Prueba de Codicia

**La Prueba de la Codicia**

—Así que has decidido poner a prueba a Lola, ¿eh? —preguntó el amigo de Miguel con una sonrisa burlona—. ¡Bien hecho! Así evitas encontrarte con otra cazafortunas, a la que solo le importen los ceros de tu cuenta bancaria, no tú.

—No me lo recuerdes —gruñó el joven. Su última novia había sido exactamente así: le había sacado hasta el último euro. Por suerte, abrió los ojos a tiempo y se libró de ese peso muerto—. Lola parece una chica sencilla, sin pretensiones. Pero más vale prevenir que lamentar. Si supera la prueba, tendrá la boda más lujosa y una vida dulce, llena de tiendas, spas y viajes.

Miguel lo había planeado todo hasta el último detalle. Alquiló un piso diminuto —para él, una auténtica pocilga—, alquiló un coche nacional, aunque le daba asco solo mirarlo, y compró ropa corriente, la que mitad del país lleva. Quería parecer lo más normal posible, que ni siquiera una sombra de sospecha cruzara por la mente de Lola. Aunque cometió algún error, ella no se dio cuenta… o fingió no hacerlo.

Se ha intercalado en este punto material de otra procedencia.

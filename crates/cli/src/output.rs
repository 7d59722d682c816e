//! Output formatting utilities

use clap::ValueEnum;
use colored::Colorize;
use serde::Serialize;
use tabled::{settings::Style, Table, Tabled};

/// Output format for CLI commands
#[derive(Debug, Clone, Copy, Default, ValueEnum)]
pub enum OutputFormat {
    /// Table format (default)
    #[default]
    Table,
    /// JSON format
    Json,
}

/// Print a table from a list of items
pub fn print_table<T: Tabled + Serialize>(items: &[T], format: OutputFormat) {
    match format {
        OutputFormat::Table => {
            if items.is_empty() {
                println!("{}", "No items found".yellow());
                return;
            }
            let table = Table::new(items).with(Style::rounded()).to_string();
            println!("{}", table);
        }
        OutputFormat::Json => {
            if let Ok(json) = serde_json::to_string_pretty(&items) {
                println!("{}", json);
            }
        }
    }
}

/// Print a section heading
pub fn print_heading(title: &str) {
    println!("{}", title.bold());
}

/// Format a utilization percentage
pub fn format_percent(value: f64) -> String {
    format!("{:.2}%", value)
}
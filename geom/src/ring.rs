use std::collections::HashSet;
use std::fmt;

use anyhow::Result;
use serde::{Deserialize, Serialize};

use crate::LonLat;

/// Like a polyline, but closed. The first and last point are equal.
#[derive(Clone, Debug, PartialEq, Serialize, Deserialize)]
pub struct Ring {
    // first equals last
    pts: Vec<LonLat>,
}

impl Ring {
    pub fn new(pts: Vec<LonLat>) -> Result<Ring> {
        if pts.len() < 4 {
            bail!("Can't make a ring with < 3 distinct points: {:?}", pts);
        }
        if !pts[0].approx_eq(*pts.last().unwrap()) {
            bail!("Can't make a ring with mismatched endpoints: {:?}", pts);
        }
        if pts
            .windows(2)
            .any(|pair| pair[0].approx_eq(pair[1]))
        {
            bail!("Ring has duplicate adjacent points: {:?}", pts);
        }

        let result = Ring { pts };

        let mut seen_pts = HashSet::new();
        for pt in result.pts.iter().skip(1) {
            seen_pts.insert(pt.to_hashable());
        }
        if seen_pts.len() != result.pts.len() - 1 {
            bail!("Ring has repeat points: {}", result);
        }

        Ok(result)
    }

    pub fn points(&self) -> &Vec<LonLat> {
        &self.pts
    }

    pub fn into_points(self) -> Vec<LonLat> {
        self.pts
    }

    /// Absolute area via the shoelace formula, in square degrees. Only meaningful relative to
    /// other rings in the same region.
    pub fn area(&self) -> f64 {
        self.signed_area().abs()
    }

    /// Positive when the ring winds counter-clockwise in (lon, lat) space.
    fn signed_area(&self) -> f64 {
        let mut sum = 0.0;
        for pair in self.pts.windows(2) {
            sum += pair[0].longitude * pair[1].latitude - pair[1].longitude * pair[0].latitude;
        }
        sum / 2.0
    }

    pub fn is_clockwise(&self) -> bool {
        self.signed_area() < 0.0
    }

    /// Total boundary length in meters.
    pub fn perimeter_meters(&self) -> f64 {
        self.pts
            .windows(2)
            .map(|pair| pair[0].gps_dist_meters(pair[1]))
            .sum()
    }

    pub fn to_geo(&self) -> geo::Polygon<f64> {
        let exterior: geo::LineString<f64> =
            self.pts.iter().map(|pt| geo::Coordinate::from(*pt)).collect();
        geo::Polygon::new(exterior, Vec::new())
    }
}

impl fmt::Display for Ring {
    fn fmt(&self, f: &mut fmt::Formatter) -> fmt::Result {
        writeln!(f, "Ring::new(vec![")?;
        for pt in &self.pts {
            writeln!(f, "  LonLat::new({}, {}),", pt.longitude, pt.latitude)?;
        }
        write!(f, "])")
    }
}

#[cfg(test)]
mod tests {
    use super::*;

    fn unit_square(clockwise: bool) -> Vec<LonLat> {
        let mut pts = vec![
            LonLat::new(0.0, 0.0),
            LonLat::new(1.0, 0.0),
            LonLat::new(1.0, 1.0),
            LonLat::new(0.0, 1.0),
            LonLat::new(0.0, 0.0),
        ];
        if clockwise {
            pts.reverse();
        }
        pts
    }

    #[test]
    fn area_and_winding() {
        let ccw = Ring::new(unit_square(false)).unwrap();
        let cw = Ring::new(unit_square(true)).unwrap();
        assert!((ccw.area() - 1.0).abs() < 1e-12);
        assert!((cw.area() - 1.0).abs() < 1e-12);
        assert!(!ccw.is_clockwise());
        assert!(cw.is_clockwise());
    }

    #[test]
    fn degenerate_rings_rejected() {
        assert!(Ring::new(vec![
            LonLat::new(0.0, 0.0),
            LonLat::new(1.0, 0.0),
            LonLat::new(0.0, 0.0),
        ])
        .is_err());
        assert!(Ring::new(vec![
            LonLat::new(0.0, 0.0),
            LonLat::new(1.0, 0.0),
            LonLat::new(1.0, 1.0),
            LonLat::new(0.0, 1.0),
        ])
        .is_err());
    }
}
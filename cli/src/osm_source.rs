//! A tile source backed by one local OSM XML extract, parsed once up front. Fetching a tile
//! returns every way with at least one node there, along with all of the way's nodes, which is
//! the same shape of answer a real tile server gives.

use std::collections::{HashMap, HashSet};
use std::io::BufReader;

use anyhow::Result;

use blockmap::{NodeID, RawFeature, Tags, TileFetcher, WayID};
use blockutil::{prettyprint_usize, Timer};
use geom::{LonLat, TileId};

pub struct OsmFileSource {
    nodes: HashMap<NodeID, LonLat>,
    ways: Vec<(WayID, Vec<NodeID>, Tags)>,
}

impl OsmFileSource {
    pub fn load(path: &str, timer: &mut Timer) -> Result<OsmFileSource> {
        timer.start(&format!("parse {}", path));
        let reader = BufReader::new(fs_err::File::open(path)?);
        let doc = osm_xml::OSM::parse(reader)
            .map_err(|err| anyhow::anyhow!("parsing {} failed: {:?}", path, err))?;
        info!(
            "{} has {} nodes and {} ways",
            path,
            prettyprint_usize(doc.nodes.len()),
            prettyprint_usize(doc.ways.len())
        );

        let mut nodes = HashMap::new();
        for node in doc.nodes.values() {
            nodes.insert(NodeID(node.id), LonLat::new(node.lon, node.lat));
        }

        let mut ways = Vec::new();
        for way in doc.ways.values() {
            let mut ids = Vec::with_capacity(way.nodes.len());
            let mut valid = true;
            for node_ref in &way.nodes {
                match doc.resolve_reference(node_ref) {
                    osm_xml::Reference::Node(node) => {
                        ids.push(NodeID(node.id));
                    }
                    // Nested ways and relations don't describe barriers
                    _ => {
                        valid = false;
                    }
                }
            }
            if !valid || ids.len() < 2 {
                continue;
            }
            let mut tags = Tags::new();
            for tag in &way.tags {
                tags.insert(tag.key.clone(), tag.val.clone());
            }
            ways.push((WayID(way.id), ids, tags));
        }
        // The source order of an XML extract isn't stable; the pipeline's output shouldn't
        // depend on it.
        ways.sort_by_key(|(id, _, _)| id.0);
        timer.stop(&format!("parse {}", path));

        Ok(OsmFileSource { nodes, ways })
    }
}

impl TileFetcher for OsmFileSource {
    fn fetch_tile(&self, tile: TileId) -> Result<Vec<RawFeature>> {
        let mut features = Vec::new();
        let mut sent: HashSet<NodeID> = HashSet::new();
        for (id, node_ids, tags) in &self.ways {
            let touches = node_ids.iter().any(|n| {
                self.nodes
                    .get(n)
                    .map(|pt| TileId::containing(*pt, tile.z) == tile)
                    .unwrap_or(false)
            });
            if !touches {
                continue;
            }
            for n in node_ids {
                if let Some(pt) = self.nodes.get(n) {
                    if sent.insert(*n) {
                        features.push(RawFeature::Point { id: *n, pt: *pt });
                    }
                }
            }
            features.push(RawFeature::Line {
                id: *id,
                nodes: node_ids.clone(),
                tags: tags.clone(),
            });
        }
        Ok(features)
    }
}
use std::f64;
use std::fmt;

/// An angle in radians. Following mathematical convention, 0 points along positive x (east) and
/// angles increase counter-clockwise.
#[derive(Clone, Copy, Debug, PartialEq)]
pub struct Angle(f64);

impl Angle {
    pub fn new(rads: f64) -> Angle {
        Angle(rads)
    }

    /// Result in [0, 2pi).
    pub fn normalized_radians(&self) -> f64 {
        self.0.rem_euclid(2.0 * f64::consts::PI)
    }

    pub fn normalized_degrees(&self) -> f64 {
        self.normalized_radians().to_degrees()
    }

    /// How far is it from `self` to `other`, turning clockwise? Result in (0, 2pi].
    pub fn clockwise_distance_to(&self, other: Angle) -> f64 {
        let delta = (self.normalized_radians() - other.normalized_radians())
            .rem_euclid(2.0 * f64::consts::PI);
        if delta == 0.0 {
            2.0 * f64::consts::PI
        } else {
            delta
        }
    }
}

impl fmt::Display for Angle {
    fn fmt(&self, f: &mut fmt::Formatter) -> fmt::Result {
        write!(f, "Angle({} degrees)", self.normalized_degrees())
    }
}

#[cfg(test)]
mod tests {
    use super::*;

    #[test]
    fn clockwise_distance() {
        let east = Angle::new(0.0);
        let north = Angle::new(f64::consts::FRAC_PI_2);
        let south = Angle::new(-f64::consts::FRAC_PI_2);
        // Turning clockwise from east, south comes before north.
        assert!(east.clockwise_distance_to(south) < east.clockwise_distance_to(north));
        // A full turn, never zero, so an edge doubling back sorts last.
        assert_eq!(
            east.clockwise_distance_to(Angle::new(0.0)),
            2.0 * f64::consts::PI
        );
    }
}
//! Raw input types, modeled after an OSM extract: points with ids, line features referencing
//! those points, and free-form tags on both.

use std::collections::BTreeMap;
use std::fmt;

use serde::{Deserialize, Serialize};

use geom::LonLat;

pub type Tags = BTreeMap<String, String>;

#[derive(Clone, Copy, Debug, PartialEq, Eq, PartialOrd, Ord, Hash, Serialize, Deserialize)]
pub struct NodeID(pub i64);
#[derive(Clone, Copy, Debug, PartialEq, Eq, PartialOrd, Ord, Hash, Serialize, Deserialize)]
pub struct WayID(pub i64);

impl fmt::Display for NodeID {
    fn fmt(&self, f: &mut fmt::Formatter) -> fmt::Result {
        write!(f, "https://www.openstreetmap.org/node/{}", self.0)
    }
}
impl fmt::Display for WayID {
    fn fmt(&self, f: &mut fmt::Formatter) -> fmt::Result {
        write!(f, "https://www.openstreetmap.org/way/{}", self.0)
    }
}

/// One feature from a raw tile. Tile sources yield a flat batch of these; the barrier graph's
/// multi-pass ingestion sorts out what becomes a vertex, a shape point, or nothing.
#[derive(Clone, Debug)]
pub enum RawFeature {
    Point {
        id: NodeID,
        pt: LonLat,
    },
    Line {
        id: WayID,
        nodes: Vec<NodeID>,
        tags: Tags,
    },
}

/// The tag marking the synthetic frame injected along a tile's bounds during a build. Polygons
/// containing one of these edges touch the tile boundary and get special treatment downstream.
pub const TILE_EDGE_KEY: &str = "_tile_edge";
pub const TILE_EDGE_VALUE: &str = "yes";

pub fn is_tile_edge(tags: &Tags) -> bool {
    tags.get(TILE_EDGE_KEY).map(|x| x.as_str()) == Some(TILE_EDGE_VALUE)
}

/// Shorthand constructors shared by the unit tests of several modules.
#[cfg(test)]
pub mod tests_support {
    use super::*;

    pub fn point(id: i64, lon: f64, lat: f64) -> RawFeature {
        RawFeature::Point {
            id: NodeID(id),
            pt: LonLat::new(lon, lat),
        }
    }

    pub fn line(id: i64, nodes: &[i64], tags: Tags) -> RawFeature {
        RawFeature::Line {
            id: WayID(id),
            nodes: nodes.iter().map(|n| NodeID(*n)).collect(),
            tags,
        }
    }

    pub fn road_tags() -> Tags {
        let mut tags = Tags::new();
        tags.insert("highway".to_string(), "residential".to_string());
        tags
    }
}
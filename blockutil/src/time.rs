use std::time::Instant;

pub fn elapsed_seconds(since: Instant) -> f64 {
    let dt = since.elapsed();
    (dt.as_secs() as f64) + (f64::from(dt.subsec_nanos()) * 1e-9)
}

pub fn prettyprint_usize(x: usize) -> String {
    let num = format!("{}", x);
    let mut result = String::new();
    let mut i = num.len();
    for c in num.chars() {
        result.push(c);
        i -= 1;
        if i > 0 && i % 3 == 0 {
            result.push(',');
        }
    }
    result
}

/// Hierarchical stopwatch for reporting the time spent in the stages of a pipeline. Nesting is
/// tracked by matching start/stop names; mismatches are programming errors and panic.
pub struct Timer {
    stack: Vec<(String, Instant)>,
    // (name, total items, processed so far)
    current_iter: Option<(String, usize, usize)>,
}

impl Timer {
    pub fn new(name: &str) -> Timer {
        let mut t = Timer {
            stack: Vec::new(),
            current_iter: None,
        };
        t.start(name);
        t
    }

    /// For callers that don't care about timing at all.
    pub fn throwaway() -> Timer {
        Timer {
            stack: Vec::new(),
            current_iter: None,
        }
    }

    pub fn start(&mut self, name: &str) {
        self.stack.push((name.to_string(), Instant::now()));
    }

    pub fn stop(&mut self, name: &str) {
        let (top, started) = self.stack.pop().expect("Timer::stop with nothing started");
        assert_eq!(top, name, "Timer::stop({}) doesn't match start({})", name, top);
        info!(
            "{}{}... {:.2}s",
            "  ".repeat(self.stack.len()),
            top,
            elapsed_seconds(started)
        );
    }

    pub fn start_iter(&mut self, name: &str, total_items: usize) {
        assert!(self.current_iter.is_none(), "Timer::start_iter while another is running");
        self.current_iter = Some((name.to_string(), total_items, 0));
        self.start(name);
    }

    pub fn next(&mut self) {
        let (_, total, ref mut done) = self
            .current_iter
            .as_mut()
            .expect("Timer::next without start_iter");
        *done += 1;
        assert!(*done <= *total);
    }

    pub fn end_iter(&mut self) {
        let (name, total, done) = self.current_iter.take().expect("Timer::end_iter without start_iter");
        assert_eq!(done, total, "{}: only {} of {} items processed", name, done, total);
        self.stop(&name);
    }

    pub fn done(mut self) {
        while let Some((name, _)) = self.stack.last().cloned() {
            self.stop(&name);
        }
    }
}
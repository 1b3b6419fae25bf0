//! Derives urban block polygons from tagged barrier features (roads, rails, waterways), one
//! slippy-map tile at a time. Raw ways become a planar graph, the graph's faces become polygons,
//! and tiles serialize to content-addressed artifacts that stitch back together on read.

#[macro_use]
extern crate anyhow;
#[macro_use]
extern crate lazy_static;
#[macro_use]
extern crate log;

pub mod barrier;
pub mod build;
pub mod classify;
pub mod faces;
pub mod flatten;
pub mod graph;
pub mod guid;
pub mod io;
pub mod landuse;
pub mod merge;
pub mod osm;
pub mod polygon_graph;
pub mod prune;

pub use crate::barrier::{BarrierGraph, EdgeData, FaceData, TileFetcher};
pub use crate::build::{build_for_tile, polygons_for_tile};
pub use crate::classify::BarrierClassifier;
pub use crate::faces::{assign_faces, AssignOutcome};
pub use crate::guid::Guid;
pub use crate::landuse::LanduseSource;
pub use crate::merge::{DefaultCost, MergeCost, MergeSession, PolygonID, UrbanPolygon};
pub use crate::osm::{NodeID, RawFeature, Tags, WayID};
pub use crate::polygon_graph::PolygonGraph;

—Lola cree que soy un simple administrativo, ahorrando para la entrada de una hipoteca —al oír esto, ambos se rieron—. Miguel podría comprarse hoy mismo un ático en el centro. ¡Qué suerte ser hijo de padres adinerados! —Y sí, está convencida de que soy huérfano.

—¡Vaya imaginación tienes! ¿Cómo no te han pillado todavía? Tú no sabes nada de la vida normal. Desde pequeño, chofer privado, colegios exclusivos, sirvientes por todas partes…

—Pedí consejo a un chico de la seguridad. Por un dinerito, me explicó todo —Miguel echó un vistazo rápido al reloj y se levantó—. Bueno, me cambio y voy a buscar a Lola. Le prometí recogerla hoy de la universidad. A lo mejor pasamos por algún bar de camino.

—Cuidado, no te intoxiques —rio el amigo—. Tú no estás acostumbrado a esa comida.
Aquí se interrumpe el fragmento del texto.